Wednesday, 27 October 2010

One of the things that I do for Beacon, is write reviews of their stories for their in house magazine (Venturer Magazine). If you want a copy, you'll have to join first ! Anyhoo.. I've decided to post on here my reviews in future. So without further ado... This month's review is the second story in the 2010 season, The Doomed.

The story crafts a well executed connection between the Wilkes' era story 'Lazarus' and the back story of the Crawford children, Max and Sally.
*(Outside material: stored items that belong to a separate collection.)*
//! Deterministic random number generation.
//!
//! PCG (Permuted Congruential Generator) seeded explicitly by the caller.
//! Given the same seed, all sequences are bitwise-identical across runs and
//! platforms, so every simulation is reproducible from its configuration.

use rand::prelude::*;
use rand_pcg::Pcg64;

/// Deterministic, reproducible random number generator.
#[derive(Debug, Clone)]
pub struct SimRng {
    /// Master seed for reproducibility.
    master_seed: u64,
    /// Internal PCG state.
    rng: Pcg64,
}

impl SimRng {
    /// Create a new RNG with the given master seed.
    #[must_use]
    pub fn new(master_seed: u64) -> Self {
        Self {
            master_seed,
            rng: Pcg64::seed_from_u64(master_seed),
        }
    }

    /// Get the master seed.
    #[must_use]
    pub const fn master_seed(&self) -> u64 {
        self.master_seed
    }

    /// Generate a random f64 in [0, 1).
    pub fn gen_f64(&mut self) -> f64 {
        self.rng.gen()
    }

    /// Generate a random f64 in the given range.
    ///
    /// # Panics
    ///
    /// Panics if `min > max`.
    pub fn gen_range_f64(&mut self, min: f64, max: f64) -> f64 {
        assert!(min <= max, "Invalid range: min > max");
        min + (max - min) * self.gen_f64()
    }

    /// Generate n random f64 samples in [0, 1).
    #[must_use]
    pub fn sample_n(&mut self, n: usize) -> Vec<f64> {
        (0..n).map(|_| self.gen_f64()).collect()
    }
}


#[cfg(test)]
mod proptests {
    use super::*;
    use proptest::prelude::*;

    proptest! {
        /// Falsification test: reproducibility holds for any seed.
        #[test]
        fn prop_reproducibility(seed in 0u64..u64::MAX) {
            let mut rng1 = SimRng::new(seed);
            let mut rng2 = SimRng::new(seed);

            let seq1: Vec<f64> = (0..100).map(|_| rng1.gen_f64()).collect();
            let seq2: Vec<f64> = (0..100).map(|_| rng2.gen_f64()).collect();

            prop_assert_eq!(seq1, seq2);
        }

        /// Falsification test: values in [0, 1) for any seed.
        #[test]
        fn prop_unit_interval(seed in 0u64..u64::MAX) {
            let mut rng = SimRng::new(seed);

            for _ in 0..100 {
                let v = rng.gen_f64();
                prop_assert!(v >= 0.0 && v < 1.0, "Value {} not in [0, 1)", v);
            }
        }
    }
}
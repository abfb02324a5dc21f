//! # mcviz
//!
//! Monte Carlo approximation of mathematical constants, with convergence
//! visualization.
//!
//! Two thin, collaborating pieces:
//! - a [`simulate::Simulator`] capability producing the length-N sequence of
//!   running-average estimates for one simulation run of a named constant
//!   (Euler's number, or pi via the area or chord method);
//! - a batch runner ([`runner::run_and_plot`]) that invokes the simulator
//!   across batches of runs, tracks per-batch means of the final estimates,
//!   accumulates every run's trajectory onto a shared plot, and overlays the
//!   true constant value as a reference line on the last batch.
//!
//! ## Example
//!
//! ```rust,no_run
//! use mcviz::prelude::*;
//!
//! let mut sim = Constant::Euler.simulator(None, SimRng::new(42))?;
//! let target = Constant::Euler.target();
//! let opts = RunOptions::builder()
//!     .n_iterations(100_000)
//!     .n_runs(20)
//!     .batch_size(10)
//!     .build();
//! let (figure, summary) = run_and_plot(sim.as_mut(), &target, &opts)?;
//! assert_eq!(summary.batch_means.len(), 2);
//! # drop(figure);
//! # Ok::<(), mcviz::McError>(())
//! ```

#![forbid(unsafe_code)]
#![deny(clippy::unwrap_used, clippy::expect_used, clippy::panic)]
#![warn(clippy::pedantic, clippy::nursery)]
#![allow(
    clippy::module_name_repetitions,
    clippy::similar_names,
    clippy::cast_precision_loss,
    clippy::cast_possible_truncation,
    clippy::cast_sign_loss,
    clippy::missing_const_for_fn,
    clippy::needless_range_loop,
)]

pub mod cli;
pub mod config;
pub mod error;
pub mod plot;
pub mod rng;
pub mod runner;
pub mod simulate;

/// Prelude for convenient imports
pub mod prelude {
    pub use crate::config::{VizConfig, VizConfigBuilder};
    pub use crate::error::{McError, McResult};
    pub use crate::plot::ConvergenceFigure;
    pub use crate::rng::SimRng;
    pub use crate::runner::{run_and_plot, RunOptions, RunSummary};
    pub use crate::simulate::{Constant, PiMethod, Simulator};
}

/// Re-export for public API
pub use error::{McError, McResult};
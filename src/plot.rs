//! Convergence plotting.
//!
//! [`ConvergenceFigure`] accumulates line traces (one per simulation run)
//! and at most one reference overlay, then renders the result to a PNG with
//! the `plotters` bitmap backend. Accumulation is decoupled from rendering
//! so the batch loop can append traces incrementally and the tests can
//! inspect the figure without touching the filesystem.

use std::path::Path;
use std::process::Command;

use plotters::prelude::*;

use crate::error::{McError, McResult};

/// Canvas size in inches, matching a conventional figure layout.
const CANVAS_INCHES: (f64, f64) = (8.0, 6.0);

/// Padding around the drawing area, in inches.
const PAD_INCHES: f64 = 0.1;

/// One line series on the figure.
///
/// `start` is the iteration index of the first value, so warm-up-trimmed
/// traces plot at their true x positions rather than shifted to zero.
#[derive(Debug, Clone)]
pub struct Trace {
    /// Iteration index of the first value.
    pub start: usize,
    /// Estimate values, one per iteration from `start`.
    pub values: Vec<f64>,
}

/// The emphasized final-batch overlay plus the true-value line.
#[derive(Debug, Clone)]
pub struct Reference {
    /// Full (untrimmed) trajectories of the final batch, all drawn with
    /// emphasis.
    pub rows: Vec<Vec<f64>>,
    /// True constant value for the horizontal line.
    pub true_value: f64,
}

/// An accumulating convergence plot.
#[derive(Debug, Clone)]
pub struct ConvergenceFigure {
    title: String,
    y_bounds: (f64, f64),
    traces: Vec<Trace>,
    reference: Option<Reference>,
}

impl ConvergenceFigure {
    /// Create an empty figure with a title and fixed y-axis bounds.
    #[must_use]
    pub fn new(title: impl Into<String>, y_bounds: (f64, f64)) -> Self {
        Self {
            title: title.into(),
            y_bounds,
            traces: Vec::new(),
            reference: None,
        }
    }

    /// Figure title.
    #[must_use]
    pub fn title(&self) -> &str {
        &self.title
    }

    /// Y-axis bounds.
    #[must_use]
    pub const fn y_bounds(&self) -> (f64, f64) {
        self.y_bounds
    }

    /// Traces accumulated so far.
    #[must_use]
    pub fn traces(&self) -> &[Trace] {
        &self.traces
    }

    /// The reference overlay, if one has been set.
    #[must_use]
    pub const fn reference(&self) -> Option<&Reference> {
        self.reference.as_ref()
    }

    /// Append one line trace whose first value sits at iteration `start`.
    ///
    /// Empty traces are ignored.
    pub fn add_trace(&mut self, start: usize, values: Vec<f64>) {
        if !values.is_empty() {
            self.traces.push(Trace { start, values });
        }
    }

    /// Set the emphasized reference overlay: one batch's trajectories plus
    /// the horizontal true-value line.
    ///
    /// # Errors
    ///
    /// Returns [`McError::Plot`] if an overlay has already been set; the
    /// overlay is drawn at most once per figure.
    pub fn set_reference(&mut self, rows: Vec<Vec<f64>>, true_value: f64) -> McResult<()> {
        if self.reference.is_some() {
            return Err(McError::plot("reference overlay already set"));
        }
        self.reference = Some(Reference { rows, true_value });
        Ok(())
    }

    /// Largest iteration index covered by any series, used as the x range.
    #[must_use]
    pub fn x_max(&self) -> usize {
        let trace_max = self
            .traces
            .iter()
            .map(|t| t.start + t.values.len())
            .max()
            .unwrap_or(0);
        let ref_max = self
            .reference
            .as_ref()
            .and_then(|r| r.rows.iter().map(Vec::len).max())
            .unwrap_or(0);
        trace_max.max(ref_max).max(1)
    }

    /// Render the figure to a PNG file at the given resolution.
    ///
    /// The canvas is a fixed 8x6 inch layout; `dpi` scales pixel dimensions,
    /// padding, and font sizes together.
    ///
    /// # Errors
    ///
    /// Returns [`McError::Plot`] if the backend fails to draw or to write
    /// the file.
    pub fn render_png(&self, path: &Path, dpi: u32) -> McResult<()> {
        let width = (CANVAS_INCHES.0 * f64::from(dpi)) as u32;
        let height = (CANVAS_INCHES.1 * f64::from(dpi)) as u32;
        let pad = (PAD_INCHES * f64::from(dpi)) as u32;
        let label_area = (0.5 * f64::from(dpi)) as u32;
        let caption_size = (0.18 * f64::from(dpi)) as u32;

        let root = BitMapBackend::new(path, (width, height)).into_drawing_area();
        root.fill(&WHITE).map_err(plot_err)?;

        let (y_min, y_max) = self.y_bounds;
        let mut chart = ChartBuilder::on(&root)
            .caption(&self.title, ("sans-serif", caption_size))
            .margin(pad)
            .x_label_area_size(label_area)
            .y_label_area_size(label_area)
            .build_cartesian_2d(0f64..self.x_max() as f64, y_min..y_max)
            .map_err(plot_err)?;

        chart
            .configure_mesh()
            .x_desc("Iteration")
            .y_desc("Estimate")
            .draw()
            .map_err(plot_err)?;

        for trace in &self.traces {
            let points = trace
                .values
                .iter()
                .enumerate()
                .map(|(i, &v)| ((trace.start + i) as f64, v));
            chart
                .draw_series(LineSeries::new(points, BLUE.mix(0.3)))
                .map_err(plot_err)?;
        }

        if let Some(reference) = &self.reference {
            for row in &reference.rows {
                let points = row.iter().enumerate().map(|(i, &v)| (i as f64, v));
                chart
                    .draw_series(LineSeries::new(points, RED.mix(0.6).stroke_width(3)))
                    .map_err(plot_err)?;
            }

            chart
                .draw_series(std::iter::once(PathElement::new(
                    vec![
                        (0.0, reference.true_value),
                        (self.x_max() as f64, reference.true_value),
                    ],
                    BLACK.stroke_width(2),
                )))
                .map_err(plot_err)?;
        }

        root.present().map_err(plot_err)?;
        Ok(())
    }

    /// Render to a temporary PNG and open it with the platform image viewer.
    ///
    /// # Errors
    ///
    /// Returns [`McError::Plot`] if rendering fails, or [`McError::Io`] if
    /// the viewer cannot be launched.
    pub fn present(&self, dpi: u32) -> McResult<()> {
        let path = std::env::temp_dir().join(format!("mcviz-{}.png", std::process::id()));
        self.render_png(&path, dpi)?;
        Command::new(viewer_command()).arg(&path).spawn()?;
        Ok(())
    }
}

fn plot_err(err: impl std::fmt::Display) -> McError {
    McError::plot(err.to_string())
}

#[cfg(target_os = "macos")]
const fn viewer_command() -> &'static str {
    "open"
}

#[cfg(target_os = "windows")]
const fn viewer_command() -> &'static str {
    "explorer"
}

#[cfg(not(any(target_os = "macos", target_os = "windows")))]
const fn viewer_command() -> &'static str {
    "xdg-open"
}
//! Render systems

pub mod batching;

pub use batching::{BatchError, BatchResult, FrameStats, Removal, SpriteBatcher};
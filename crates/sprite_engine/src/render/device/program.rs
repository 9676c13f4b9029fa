//! Shader program interface consumed by the batcher
//!
//! Compiling and linking shaders is somebody else's job. By the time a program
//! reaches the batcher it is described by its handle and the attribute and
//! uniform locations the batcher needs to feed it.

use super::{DeviceError, DeviceResult, ProgramHandle};

/// Attribute and uniform locations of a linked sprite program
#[derive(Debug, Clone, Copy, PartialEq, Eq)]
pub struct ProgramLayout {
    /// Vertex position attribute (vec4)
    pub position: u32,
    /// Texture coordinate attribute (vec2), absent for untextured programs
    pub tex_coords: Option<u32>,
    /// Constant color attribute (vec4), absent when the program has none
    pub color: Option<u32>,
    /// Model-view-projection matrix uniform
    pub mvp_uniform: u32,
}

impl ProgramLayout {
    /// Layout with only the mandatory position attribute and MVP uniform
    pub fn new(position: u32, mvp_uniform: u32) -> Self {
        Self {
            position,
            tex_coords: None,
            color: None,
            mvp_uniform,
        }
    }

    /// Add a texture coordinate attribute
    pub fn with_tex_coords(mut self, location: u32) -> Self {
        self.tex_coords = Some(location);
        self
    }

    /// Add a color attribute
    pub fn with_color(mut self, location: u32) -> Self {
        self.color = Some(location);
        self
    }

    /// Build a layout from raw API locations
    ///
    /// Graphics APIs report a missing attribute as a negative location. A
    /// negative texcoord or color location means the program lacks that input
    /// and becomes `None`; the position attribute and MVP uniform are required.
    ///
    /// # Errors
    /// [`DeviceError::InvalidAttribute`] if `position` or `mvp_uniform` is negative.
    pub fn from_raw(position: i32, tex_coords: i32, color: i32, mvp_uniform: i32) -> DeviceResult<Self> {
        let position = u32::try_from(position)
            .map_err(|_| DeviceError::InvalidAttribute { name: "vertex position attribute", location: position })?;
        let mvp_uniform = u32::try_from(mvp_uniform)
            .map_err(|_| DeviceError::InvalidAttribute { name: "MVP uniform", location: mvp_uniform })?;

        Ok(Self {
            position,
            tex_coords: u32::try_from(tex_coords).ok(),
            color: u32::try_from(color).ok(),
            mvp_uniform,
        })
    }

    /// Whether the program samples a texture
    pub fn has_tex_coords(&self) -> bool {
        self.tex_coords.is_some()
    }
}

/// A linked program as handed over by the shader loader
#[derive(Debug, Clone, Copy, PartialEq, Eq)]
pub struct ShaderProgramInfo {
    /// Program handle
    pub handle: ProgramHandle,
    /// Locations the batcher writes to
    pub layout: ProgramLayout,
}

impl ShaderProgramInfo {
    /// Pair a program handle with its layout
    pub fn new(handle: ProgramHandle, layout: ProgramLayout) -> Self {
        Self { handle, layout }
    }
}

#[cfg(test)]
mod tests {
    use super::*;

    #[test]
    fn test_from_raw_maps_negative_optionals_to_none() {
        let layout = ProgramLayout::from_raw(0, -1, -1, 3).unwrap();
        assert_eq!(layout, ProgramLayout::new(0, 3));
        assert!(!layout.has_tex_coords());
    }

    #[test]
    fn test_from_raw_keeps_present_locations() {
        let layout = ProgramLayout::from_raw(1, 2, 4, 0).unwrap();
        assert_eq!(layout.tex_coords, Some(2));
        assert_eq!(layout.color, Some(4));
    }

    #[test]
    fn test_from_raw_rejects_missing_position() {
        let err = ProgramLayout::from_raw(-1, 2, 3, 0).unwrap_err();
        assert_eq!(err, DeviceError::InvalidAttribute { name: "vertex position attribute", location: -1 });
    }

    #[test]
    fn test_from_raw_rejects_missing_mvp() {
        assert!(ProgramLayout::from_raw(0, 1, 2, -1).is_err());
    }
}
//! Application trait and lifecycle management

use crate::config::ConfigError;
use crate::engine::{Engine, EngineError};
use crate::render::device::{DeviceError, GraphicsDevice};
use crate::render::systems::batching::BatchError;
use thiserror::Error;

/// Application lifecycle trait
///
/// Implement this trait to drive the engine. Every phase receives the engine
/// context explicitly; there is no global state.
pub trait Application<D: GraphicsDevice> {
    /// Initialize the application
    ///
    /// Called once before the first frame. Set up programs, textures and
    /// initial sprites here.
    fn initialize(&mut self, engine: &mut Engine<D>) -> Result<(), AppError>;

    /// Update the application
    ///
    /// # Arguments
    /// * `engine` - Mutable reference to the engine
    /// * `delta_time` - Time since last frame in seconds
    fn update(&mut self, engine: &mut Engine<D>, delta_time: f32) -> Result<(), AppError>;

    /// Render the application
    ///
    /// Called after update. The default draws every registered sprite.
    fn render(&mut self, engine: &mut Engine<D>) -> Result<(), AppError> {
        engine.render().map(|_| ())
    }

    /// Handle an application event
    fn handle_event(&mut self, engine: &mut Engine<D>, event: AppEvent) -> Result<(), AppError> {
        engine.handle_event(event);
        Ok(())
    }

    /// Cleanup the application
    ///
    /// Called once after the last frame, before the engine releases its
    /// batches. Hide or drop sprites here.
    fn cleanup(&mut self, engine: &mut Engine<D>);
}

/// Application-level errors
#[derive(Error, Debug)]
pub enum AppError {
    /// Engine error propagated to application level
    #[error("Engine error: {0}")]
    Engine(#[from] EngineError),

    /// Batching failure
    #[error("Batch error: {0}")]
    Batch(#[from] BatchError),

    /// Graphics device failure, such as an unusable program layout
    #[error("Device error: {0}")]
    Device(#[from] DeviceError),

    /// Configuration error
    #[error("Config error: {0}")]
    Config(#[from] ConfigError),

    /// Custom application error
    #[error("Application error: {0}")]
    Custom(String),
}

/// Application events
#[derive(Debug, Clone, Copy, PartialEq)]
pub enum AppEvent {
    /// The viewport changed size
    Resized {
        /// New width in world units
        width: f32,
        /// New height in world units
        height: f32,
    },

    /// Shutdown requested
    CloseRequested,
}
//! Math utilities and types
//!
//! Provides the vector, matrix and quaternion types used by the sprite batcher.
//!
//! All matrices follow the column-vector convention: a point is transformed as
//! `M * p`, and composite transforms read right to left
//! (`MVP = Projection * View * Model`).

pub use nalgebra::{
    Vector3, Vector4,
    Matrix4,
    Quaternion,
    Unit,
};

/// 3D vector type
pub type Vec3 = Vector3<f32>;

/// 4D vector type
pub type Vec4 = Vector4<f32>;

/// 4x4 matrix type
pub type Mat4 = Matrix4<f32>;

/// Quaternion type for rotations
pub type Quat = Unit<Quaternion<f32>>;

/// Math constants
pub mod constants {
    /// Pi constant
    pub const PI: f32 = std::f32::consts::PI;

    /// Degrees to radians conversion factor
    pub const DEG_TO_RAD: f32 = PI / 180.0;

    /// Radians to degrees conversion factor
    pub const RAD_TO_DEG: f32 = 180.0 / PI;
}

/// Math utility functions
pub mod utils {
    use super::{constants, Quat, Vec3};

    /// Convert degrees to radians
    pub fn deg_to_rad(degrees: f32) -> f32 {
        degrees * constants::DEG_TO_RAD
    }

    /// Convert radians to degrees
    pub fn rad_to_deg(radians: f32) -> f32 {
        radians * constants::RAD_TO_DEG
    }

    /// Build an orientation from per-axis Euler angles given in degrees
    ///
    /// Rotations are composed intrinsically in X, Y, Z order, which is the
    /// quaternion product `Rx * Ry * Rz`. Applied to a vector this rotates
    /// about Z first, then Y, then X in world terms.
    pub fn euler_degrees_to_quat(degrees: &Vec3) -> Quat {
        let rx = Quat::from_axis_angle(&Vec3::x_axis(), deg_to_rad(degrees.x));
        let ry = Quat::from_axis_angle(&Vec3::y_axis(), deg_to_rad(degrees.y));
        let rz = Quat::from_axis_angle(&Vec3::z_axis(), deg_to_rad(degrees.z));
        rx * ry * rz
    }
}

/// Extension trait for Mat4 with additional convenience methods
pub trait Mat4Ext {
    /// Create an orthographic projection matrix
    ///
    /// Maps the box `[left, right] x [bottom, top] x [-near, -far]` in view
    /// space onto the OpenGL clip cube `[-1, 1]^3`.
    fn orthographic(left: f32, right: f32, bottom: f32, top: f32, near: f32, far: f32) -> Mat4;

    /// Create a right-handed look-at view matrix
    fn look_at(eye: Vec3, target: Vec3, up: Vec3) -> Mat4;
}

impl Mat4Ext for Mat4 {
    fn orthographic(left: f32, right: f32, bottom: f32, top: f32, near: f32, far: f32) -> Mat4 {
        let width = right - left;
        let height = top - bottom;
        let depth = far - near;

        let mut result = Mat4::identity();
        result[(0, 0)] = 2.0 / width;
        result[(1, 1)] = 2.0 / height;
        result[(2, 2)] = -2.0 / depth;
        result[(0, 3)] = -(right + left) / width;
        result[(1, 3)] = -(top + bottom) / height;
        result[(2, 3)] = -(far + near) / depth;
        result
    }

    fn look_at(eye: Vec3, target: Vec3, up: Vec3) -> Mat4 {
        let forward = (target - eye).normalize();
        let right = forward.cross(&up).normalize();
        let camera_up = right.cross(&forward);

        let translation = Mat4::new(
            1.0, 0.0, 0.0, -eye.x,
            0.0, 1.0, 0.0, -eye.y,
            0.0, 0.0, 1.0, -eye.z,
            0.0, 0.0, 0.0, 1.0,
        );

        let rotation = Mat4::new(
            right.x, right.y, right.z, 0.0,
            camera_up.x, camera_up.y, camera_up.z, 0.0,
            -forward.x, -forward.y, -forward.z, 0.0,  // Negative forward for right-handed
            0.0, 0.0, 0.0, 1.0,
        );

        rotation * translation
    }
}

#[cfg(test)]
mod tests {
    use super::*;
    use approx::assert_relative_eq;

    #[test]
    fn test_orthographic_maps_frustum_corners_to_clip_cube() {
        let projection = Mat4::orthographic(0.0, 800.0, 0.0, 600.0, 0.0, 1.0);

        let bottom_left = projection * Vec4::new(0.0, 0.0, 0.0, 1.0);
        assert_relative_eq!(bottom_left.x, -1.0);
        assert_relative_eq!(bottom_left.y, -1.0);
        assert_relative_eq!(bottom_left.z, -1.0);

        let top_right = projection * Vec4::new(800.0, 600.0, -1.0, 1.0);
        assert_relative_eq!(top_right.x, 1.0);
        assert_relative_eq!(top_right.y, 1.0);
        assert_relative_eq!(top_right.z, 1.0);
    }

    #[test]
    fn test_look_at_down_negative_z_is_translation_only() {
        let eye = Vec3::new(10.0, 20.0, 0.0);
        let view = Mat4::look_at(eye, eye + Vec3::new(0.0, 0.0, -1.0), Vec3::y());

        let moved = view * Vec4::new(10.0, 20.0, -5.0, 1.0);
        assert_relative_eq!(moved.x, 0.0);
        assert_relative_eq!(moved.y, 0.0);
        assert_relative_eq!(moved.z, -5.0);
    }

    #[test]
    fn test_euler_composition_order() {
        let q = utils::euler_degrees_to_quat(&Vec3::new(90.0, 0.0, 90.0));
        // Rz first maps +X to +Y, then Rx maps +Y to +Z.
        let rotated = q * Vec3::x();
        assert_relative_eq!(rotated, Vec3::z(), epsilon = 1e-6);
    }

    #[test]
    fn test_zero_euler_is_identity() {
        let q = utils::euler_degrees_to_quat(&Vec3::zeros());
        assert_relative_eq!(q.angle(), 0.0);
    }
}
We are treated to very pacey and well put together teaser section, the CGI ship may look a bit on the clean side for my liking, but the interior is very successfully created in the Beacon studio, displaying rather well the maxim that less is more when it comes to set construction. You can feel the annoyance of a group of people that can't stand each other, having being kept in close confinement for far too long. In those few moments the scene is set, intrigue is born and the audience begin to guess what is going to happen next.

What happens next, is the awakening from the dead, as it were, the Churchett and Doidge obsession with zombies. As much as its predecessor, The Doomed is a feast for the eyes, in addition the old time travelling paradox of creating the very thing you are trying to stop, merely by some unintended consequence of your actions is explored. It's a staple of science fiction as old as space rockets and laser beams.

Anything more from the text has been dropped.